The short-interest setup offers no particular tension. Short interest is a modest 0.9% of the free float — well below any threshold that makes it a meaningful angle. The direction of travel has actually been lower: shorts trimmed about 12.7% over the past month, and the week also saw a 4.5% decline in shares short. The borrow market reflects that lack of urgency. Cost to borrow has nearly halved over the past week to 3.49%, down from above 6% in mid-April. Availability is wide open — lending conditions are loose, and with utilization running near 14% against a 52-week peak of 48%, there is no borrow squeeze in sight.
The most striking feature of the holder register is the concentration around one name. Eric Sprott holds just over 48% of shares, and he has been a consistent buyer — most recently adding 1.8 million shares in October 2025 at CAD 5.50. At a current price of CAD 6.60, that block is sitting on a meaningful gain relative to that entry. CEO Vern Baker has also bought shares repeatedly through 2025, though in much smaller size. All of this insider activity falls outside the 90-day freshness window, so it describes a pattern rather than a current signal — but the accumulation trail is notable as context for who is holding the other side of this week's selloff.

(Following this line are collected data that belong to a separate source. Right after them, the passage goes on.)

// Library exports for nrgatlas

pub mod error;
pub mod table;
pub mod formula;
pub mod features;
pub mod stats;

// Scene construction and rendering
pub mod scale;
pub mod palette;
pub mod scene;
pub mod svg;
pub mod charts;
pub mod report;

pub mod config;
pub mod profile;
pub mod pipeline;

pub use error::{AtlasError, AtlasResult};
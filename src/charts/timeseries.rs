use log::info;

use crate::charts::{value_axis, ChartSize};
use crate::features::MasterTable;
use crate::scale::Scale;
use crate::scene::{Anchor, Class, PlotArea, Scene, SceneBuilder, SceneStyle};

const MARGIN: f64 = 60.0;

/// One geography's values of one variable, ordered by year.
#[derive(Debug, Clone, PartialEq)]
pub struct TimeSeries {
    pub geo: String,
    pub variable: String,
    pub points: Vec<(i32, f64)>,
}

impl TimeSeries {
    /// `None` when the geography has no present value for `variable`.
    pub fn from_master(master: &MasterTable, geo: &str, variable: &str) -> Option<Self> {
        let mut points: Vec<(i32, f64)> = master
            .rows
            .iter()
            .filter(|r| r.geo == geo)
            .filter_map(|r| Some((r.year.trim().parse::<i32>().ok()?, r.get_f64(variable)?)))
            .collect();
        if points.is_empty() {
            info!("no {} data for {}; skipping time series", variable, geo);
            return None;
        }
        points.sort_by_key(|(year, _)| *year);
        Some(Self {
            geo: geo.to_string(),
            variable: variable.to_string(),
            points,
        })
    }

    pub fn x_domain(&self) -> (f64, f64) {
        let first = self.points.first().map_or(0, |p| p.0) as f64;
        let last = self.points.last().map_or(0, |p| p.0) as f64;
        (first, last)
    }

    pub fn y_domain(&self) -> (f64, f64) {
        let lo = self.points.iter().map(|p| p.1).fold(f64::INFINITY, f64::min);
        let hi = self.points.iter().map(|p| p.1).fold(f64::NEG_INFINITY, f64::max);
        (lo, hi)
    }

    pub fn render(&self, size: ChartSize, style: &SceneStyle) -> Scene {
        let area = PlotArea::inset(size.width, size.height, MARGIN);
        let x = Scale::new(self.x_domain(), area.x_range());
        let y = Scale::new(self.y_domain(), area.y_range());

        let mut b = SceneBuilder::new(size.width, size.height, style.clone());
        b.axes(&area);

        // Label every other observed year.
        for (year, _) in self.points.iter().step_by(2) {
            let px = x.map(*year as f64);
            b.vertical_gridline(&area, px).x_tick(&area, px, &year.to_string());
        }
        value_axis(&mut b, &area, &y);

        let path = self
            .points
            .iter()
            .map(|(year, v)| (x.map(*year as f64), y.map(*v)))
            .collect();
        b.polyline(path);

        b.text(
            (area.left + area.right) / 2.0,
            size.height as f64 - 20.0,
            "Year",
            Class::Label,
            Anchor::Middle,
        )
        .text(area.left, area.top - 10.0, &self.variable, Class::Label, Anchor::Start)
        .title(&format!("{} {} over time", self.geo, self.variable));
        b.finish()
    }
}
//! Tile-grid map of Europe: one square per geography at a fixed grid slot.

use std::collections::BTreeMap;

use log::{debug, info};

use crate::charts::ChartSize;
use crate::features::MasterTable;
use crate::palette::sequential_color;
use crate::scale::{format_tick, min_max};
use crate::scene::{Anchor, Class, Scene, SceneBuilder, SceneStyle};
use crate::stats::group_means;

/// Rows of geography codes, laid out roughly north to south.
pub const TILE_LAYOUT: &[&[&str]] = &[
    &["IS", "NO", "SE", "FI"],
    &["IE", "UK", "DK", "EE", "LV", "LT"],
    &["PT", "ES", "FR", "BE", "NL", "DE", "PL", "CZ"],
    &["IT", "AT", "CH", "SI", "HR", "HU", "SK"],
    &["BA", "RS", "RO", "BG", "GR", "TR"],
    &["AL", "MK", "XK", "ME", "MD", "UA"],
    &["MT", "CY"],
];

const MARGIN: f64 = 40.0;
const TILE: f64 = 52.0;
const GAP: f64 = 6.0;
const LEGEND_STEPS: usize = 10;
const LEGEND_OFFSET: f64 = 220.0;

/// `(row, column)` of `geo` in [`TILE_LAYOUT`].
pub fn tile_position(geo: &str) -> Option<(usize, usize)> {
    TILE_LAYOUT.iter().enumerate().find_map(|(row, codes)| {
        codes.iter().position(|c| *c == geo).map(|col| (row, col))
    })
}

#[derive(Debug, Clone, PartialEq)]
pub struct TileMap {
    pub variable: String,
    /// Mean per layout geography that has data.
    pub means: BTreeMap<String, f64>,
    /// Color domain: min/max over `means`.
    pub range: (f64, f64),
}

impl TileMap {
    /// Geographies outside the layout are dropped. `None` when no layout geography has data.
    pub fn from_master(master: &MasterTable, variable: &str) -> Option<Self> {
        let mut means = BTreeMap::new();
        for (geo, mean, _) in group_means(&master.group_by_geo(variable), 1) {
            if tile_position(&geo).is_some() {
                means.insert(geo, mean);
            } else {
                debug!("{} has no tile; omitted from the map", geo);
            }
        }
        let Some(range) = min_max(means.values().copied()) else {
            info!("no mapped geography has {} data; skipping tile map", variable);
            return None;
        };
        Some(Self {
            variable: variable.to_string(),
            means,
            range,
        })
    }

    pub fn color_of(&self, geo: &str) -> plotters::style::RGBColor {
        sequential_color(self.means.get(geo).copied(), self.range.0, self.range.1)
    }

    pub fn render(&self, size: ChartSize, style: &SceneStyle) -> Scene {
        let mut b = SceneBuilder::new(size.width, size.height, style.clone());

        for (row, codes) in TILE_LAYOUT.iter().enumerate() {
            for (col, code) in codes.iter().enumerate() {
                let x = MARGIN + col as f64 * (TILE + GAP);
                let y = MARGIN + row as f64 * (TILE + GAP);
                b.tile(x, y, TILE, self.color_of(code)).text(
                    x + TILE / 2.0,
                    y + TILE / 2.0 + 3.0,
                    code,
                    Class::Country,
                    Anchor::Middle,
                );
            }
        }

        let (vmin, vmax) = self.range;
        let (lx, ly) = (size.width as f64 - LEGEND_OFFSET, MARGIN);
        b.text(lx, ly - 8.0, &format!("Mean {}", self.variable), Class::Legend, Anchor::Start);
        for i in 0..LEGEND_STEPS {
            let t = i as f64 / (LEGEND_STEPS - 1) as f64;
            let value = vmin + t * (vmax - vmin);
            b.legend_entry(
                lx,
                ly + i as f64 * 16.0,
                sequential_color(Some(value), vmin, vmax),
                &format_tick(value, vmax - vmin),
            );
        }

        b.title(&format!("Tile Grid Map: Mean {} by Country", self.variable));
        b.finish()
    }
}

#[cfg(test)]
mod tests {
    use super::*;
    use crate::charts::test_support::master;
    use crate::palette::NEUTRAL_GRAY;
    use crate::scene::Primitive;

    fn sample() -> MasterTable {
        master(&[
            ("DE", "2020", "GRTL", "NR", "4"),
            ("DE", "2021", "GRTL", "NR", "6"),
            ("FR", "2020", "GRTL", "NR", "10"),
            ("EU27_2020", "2020", "GRTL", "NR", "1000"),
        ])
    }

    #[test]
    fn test_tile_position() {
        assert_eq!(tile_position("IS"), Some((0, 0)));
        assert_eq!(tile_position("DE"), Some((2, 5)));
        assert_eq!(tile_position("CY"), Some((6, 1)));
        assert_eq!(tile_position("EU27_2020"), None);
    }

    #[test]
    fn test_unmapped_geo_excluded_from_range() {
        let map = TileMap::from_master(&sample(), "GRTL_NR").unwrap();
        assert_eq!(map.means.len(), 2);
        assert_eq!(map.range, (5.0, 10.0));
        assert_eq!(map.color_of("DE"), sequential_color(Some(0.0), 0.0, 1.0));
        assert_eq!(map.color_of("PL"), NEUTRAL_GRAY);
    }

    #[test]
    fn test_render_every_layout_tile() {
        let map = TileMap::from_master(&sample(), "GRTL_NR").unwrap();
        let scene = map.render(ChartSize::new(800, 480), &SceneStyle::default());
        let layout_size: usize = TILE_LAYOUT.iter().map(|r| r.len()).sum();
        assert_eq!(scene.count_class(Class::Country), layout_size);

        let texts: Vec<&str> = scene.texts().collect();
        assert!(!texts.contains(&"EU27_2020"));
        assert!(texts.contains(&"Mean GRTL_NR"));

        // Ten swatches at the legend column.
        let swatches = scene
            .primitives
            .iter()
            .filter(|p| matches!(p, Primitive::Rect { x, width, .. } if *x == 580.0 && *width == 18.0))
            .count();
        assert_eq!(swatches, 10);
    }

    #[test]
    fn test_no_mapped_data_is_none() {
        let only_aggregate = master(&[("EU27_2020", "2020", "GRTL", "NR", "1")]);
        assert!(TileMap::from_master(&only_aggregate, "GRTL_NR").is_none());
    }
}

The ORTEX short score is an unexcited 37.9, barely changed over the past fortnight. The factor scores reinforce that picture: the DTC rank is in the 8th percentile and utilization rank in the 33rd — both pointing away from any elevated short pressure. Analyst consensus implies significant upside — the mean price target is CAD 10.47 against a current price of CAD 6.60 — though the analyst data is roughly 24 days old, just outside the 14-day freshness window. That target is best treated as directional context rather than a fresh signal.
The next scheduled event is Q4 2025 results, still flagged as pending. With Q1 results dropping on April 8 having moved the stock only 0.6% on the day, earnings have not been a major price mover lately. The August 7 earnings date is the next formal catalyst. Until then, the stock moves with gold sentiment — and whether Jaguar can close the gap to its peers' weekly declines, or continues to lag them, is the thread worth watching.